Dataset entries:
---+---
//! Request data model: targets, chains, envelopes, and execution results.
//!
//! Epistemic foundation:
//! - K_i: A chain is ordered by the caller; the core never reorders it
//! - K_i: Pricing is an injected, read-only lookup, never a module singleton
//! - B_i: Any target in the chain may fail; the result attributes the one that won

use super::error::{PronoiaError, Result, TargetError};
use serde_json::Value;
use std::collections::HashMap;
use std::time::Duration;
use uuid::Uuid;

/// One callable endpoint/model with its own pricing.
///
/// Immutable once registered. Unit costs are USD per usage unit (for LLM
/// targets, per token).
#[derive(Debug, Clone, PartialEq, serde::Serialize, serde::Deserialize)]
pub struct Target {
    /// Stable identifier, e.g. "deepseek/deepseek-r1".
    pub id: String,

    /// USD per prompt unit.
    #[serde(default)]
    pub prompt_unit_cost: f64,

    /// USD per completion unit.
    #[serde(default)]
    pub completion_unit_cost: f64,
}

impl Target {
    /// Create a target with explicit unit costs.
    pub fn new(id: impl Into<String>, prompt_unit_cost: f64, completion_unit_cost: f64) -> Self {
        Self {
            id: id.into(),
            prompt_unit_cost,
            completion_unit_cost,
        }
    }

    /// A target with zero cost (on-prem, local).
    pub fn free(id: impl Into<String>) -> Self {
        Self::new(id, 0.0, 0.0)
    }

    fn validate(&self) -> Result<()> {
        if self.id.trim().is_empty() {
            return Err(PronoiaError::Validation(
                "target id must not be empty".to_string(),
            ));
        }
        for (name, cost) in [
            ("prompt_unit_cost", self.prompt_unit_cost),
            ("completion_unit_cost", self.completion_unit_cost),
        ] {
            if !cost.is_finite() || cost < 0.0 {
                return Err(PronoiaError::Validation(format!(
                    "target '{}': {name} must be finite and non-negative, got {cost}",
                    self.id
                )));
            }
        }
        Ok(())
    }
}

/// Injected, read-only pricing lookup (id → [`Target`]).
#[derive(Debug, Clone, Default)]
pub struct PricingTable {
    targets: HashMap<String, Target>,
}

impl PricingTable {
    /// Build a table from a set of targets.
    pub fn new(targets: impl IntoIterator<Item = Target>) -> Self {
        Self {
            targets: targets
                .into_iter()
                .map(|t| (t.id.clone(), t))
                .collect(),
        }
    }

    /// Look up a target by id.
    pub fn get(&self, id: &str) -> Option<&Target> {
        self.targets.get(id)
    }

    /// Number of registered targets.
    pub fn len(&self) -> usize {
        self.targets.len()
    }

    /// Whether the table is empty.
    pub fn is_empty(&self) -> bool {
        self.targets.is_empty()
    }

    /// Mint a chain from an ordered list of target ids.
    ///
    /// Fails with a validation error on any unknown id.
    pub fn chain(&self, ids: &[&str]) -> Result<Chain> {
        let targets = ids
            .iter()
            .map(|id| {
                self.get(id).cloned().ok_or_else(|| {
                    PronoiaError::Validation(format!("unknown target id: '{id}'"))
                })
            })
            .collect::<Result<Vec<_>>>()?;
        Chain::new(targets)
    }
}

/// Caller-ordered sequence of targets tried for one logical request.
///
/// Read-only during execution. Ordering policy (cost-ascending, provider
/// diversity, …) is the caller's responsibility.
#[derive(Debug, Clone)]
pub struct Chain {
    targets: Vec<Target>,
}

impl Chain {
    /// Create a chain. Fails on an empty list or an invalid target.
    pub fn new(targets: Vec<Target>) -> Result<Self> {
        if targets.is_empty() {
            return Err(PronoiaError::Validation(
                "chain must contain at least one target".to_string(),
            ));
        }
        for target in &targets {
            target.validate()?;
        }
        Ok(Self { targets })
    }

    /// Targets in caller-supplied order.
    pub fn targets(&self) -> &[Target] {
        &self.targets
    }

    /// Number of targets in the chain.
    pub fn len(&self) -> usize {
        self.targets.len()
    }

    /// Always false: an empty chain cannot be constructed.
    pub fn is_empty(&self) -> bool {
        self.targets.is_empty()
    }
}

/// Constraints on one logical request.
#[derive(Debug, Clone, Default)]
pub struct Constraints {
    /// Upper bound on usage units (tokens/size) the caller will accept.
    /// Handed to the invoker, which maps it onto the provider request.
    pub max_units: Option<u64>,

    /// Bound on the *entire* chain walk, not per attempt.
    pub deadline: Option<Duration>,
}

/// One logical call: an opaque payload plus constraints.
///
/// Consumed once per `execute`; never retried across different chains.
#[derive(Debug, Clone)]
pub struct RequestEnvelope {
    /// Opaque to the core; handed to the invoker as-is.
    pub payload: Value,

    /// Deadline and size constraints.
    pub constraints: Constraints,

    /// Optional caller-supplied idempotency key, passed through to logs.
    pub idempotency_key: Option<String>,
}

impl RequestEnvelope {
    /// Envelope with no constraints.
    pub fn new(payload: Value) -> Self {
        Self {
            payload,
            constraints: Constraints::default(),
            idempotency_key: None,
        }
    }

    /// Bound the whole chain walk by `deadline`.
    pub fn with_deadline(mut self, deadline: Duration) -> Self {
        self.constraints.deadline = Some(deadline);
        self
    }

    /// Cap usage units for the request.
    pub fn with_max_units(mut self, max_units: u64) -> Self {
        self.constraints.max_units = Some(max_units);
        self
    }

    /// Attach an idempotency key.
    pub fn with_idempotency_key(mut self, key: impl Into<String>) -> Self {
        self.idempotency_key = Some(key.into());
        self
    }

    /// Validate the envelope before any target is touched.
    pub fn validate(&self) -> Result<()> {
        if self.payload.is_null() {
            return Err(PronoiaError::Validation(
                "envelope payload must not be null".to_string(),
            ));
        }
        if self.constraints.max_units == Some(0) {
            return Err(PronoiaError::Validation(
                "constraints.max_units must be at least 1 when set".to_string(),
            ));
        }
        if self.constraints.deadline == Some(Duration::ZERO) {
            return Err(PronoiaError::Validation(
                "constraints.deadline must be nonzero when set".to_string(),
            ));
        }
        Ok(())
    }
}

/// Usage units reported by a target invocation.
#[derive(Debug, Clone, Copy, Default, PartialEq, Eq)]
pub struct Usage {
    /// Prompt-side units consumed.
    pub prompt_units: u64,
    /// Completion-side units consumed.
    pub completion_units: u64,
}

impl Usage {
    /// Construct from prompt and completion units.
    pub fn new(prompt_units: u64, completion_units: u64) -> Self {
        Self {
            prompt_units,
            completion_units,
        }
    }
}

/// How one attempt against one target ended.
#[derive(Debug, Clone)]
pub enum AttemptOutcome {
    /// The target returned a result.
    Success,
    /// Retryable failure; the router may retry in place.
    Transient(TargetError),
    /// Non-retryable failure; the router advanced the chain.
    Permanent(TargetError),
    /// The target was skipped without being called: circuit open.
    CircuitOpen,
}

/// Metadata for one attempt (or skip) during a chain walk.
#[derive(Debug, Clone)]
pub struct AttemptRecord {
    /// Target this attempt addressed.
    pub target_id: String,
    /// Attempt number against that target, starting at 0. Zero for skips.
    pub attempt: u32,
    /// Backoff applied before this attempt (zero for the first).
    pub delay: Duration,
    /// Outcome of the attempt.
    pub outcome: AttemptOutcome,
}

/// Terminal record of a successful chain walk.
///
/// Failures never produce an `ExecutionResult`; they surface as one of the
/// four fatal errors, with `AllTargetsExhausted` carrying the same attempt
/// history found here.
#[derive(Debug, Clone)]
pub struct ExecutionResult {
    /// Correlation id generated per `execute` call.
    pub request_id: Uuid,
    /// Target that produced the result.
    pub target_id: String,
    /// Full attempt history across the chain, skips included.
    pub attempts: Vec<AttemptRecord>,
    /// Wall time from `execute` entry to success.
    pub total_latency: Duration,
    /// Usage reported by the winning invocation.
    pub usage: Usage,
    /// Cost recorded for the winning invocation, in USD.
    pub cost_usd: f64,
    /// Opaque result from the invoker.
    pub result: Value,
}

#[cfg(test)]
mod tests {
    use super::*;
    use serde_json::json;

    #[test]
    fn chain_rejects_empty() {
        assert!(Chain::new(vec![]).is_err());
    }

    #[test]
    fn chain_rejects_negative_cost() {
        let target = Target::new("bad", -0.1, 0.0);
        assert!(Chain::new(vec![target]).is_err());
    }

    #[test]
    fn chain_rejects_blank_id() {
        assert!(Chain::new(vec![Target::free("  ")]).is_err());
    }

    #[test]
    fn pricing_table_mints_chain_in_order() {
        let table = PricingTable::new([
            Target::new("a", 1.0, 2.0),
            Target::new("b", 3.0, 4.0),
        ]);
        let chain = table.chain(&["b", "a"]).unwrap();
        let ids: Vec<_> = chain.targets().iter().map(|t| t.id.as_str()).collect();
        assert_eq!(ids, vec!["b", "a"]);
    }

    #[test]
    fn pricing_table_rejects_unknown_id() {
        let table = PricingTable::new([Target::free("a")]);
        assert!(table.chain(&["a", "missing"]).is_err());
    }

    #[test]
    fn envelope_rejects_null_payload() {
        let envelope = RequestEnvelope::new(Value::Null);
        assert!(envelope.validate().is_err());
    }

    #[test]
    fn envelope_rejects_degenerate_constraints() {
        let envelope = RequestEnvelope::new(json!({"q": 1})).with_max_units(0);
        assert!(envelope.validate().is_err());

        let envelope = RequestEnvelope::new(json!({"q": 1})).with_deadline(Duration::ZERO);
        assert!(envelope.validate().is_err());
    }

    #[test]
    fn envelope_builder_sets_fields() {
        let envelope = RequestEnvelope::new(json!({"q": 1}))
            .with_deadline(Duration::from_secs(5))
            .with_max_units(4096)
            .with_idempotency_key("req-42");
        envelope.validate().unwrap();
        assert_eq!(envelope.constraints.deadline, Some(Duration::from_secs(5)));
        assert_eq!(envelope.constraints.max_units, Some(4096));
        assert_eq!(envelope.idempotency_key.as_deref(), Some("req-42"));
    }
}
---+---
Would you report every line of the entries above containing the word "this"?

    /// Target this attempt addressed.
    /// Backoff applied before this attempt (zero for the first).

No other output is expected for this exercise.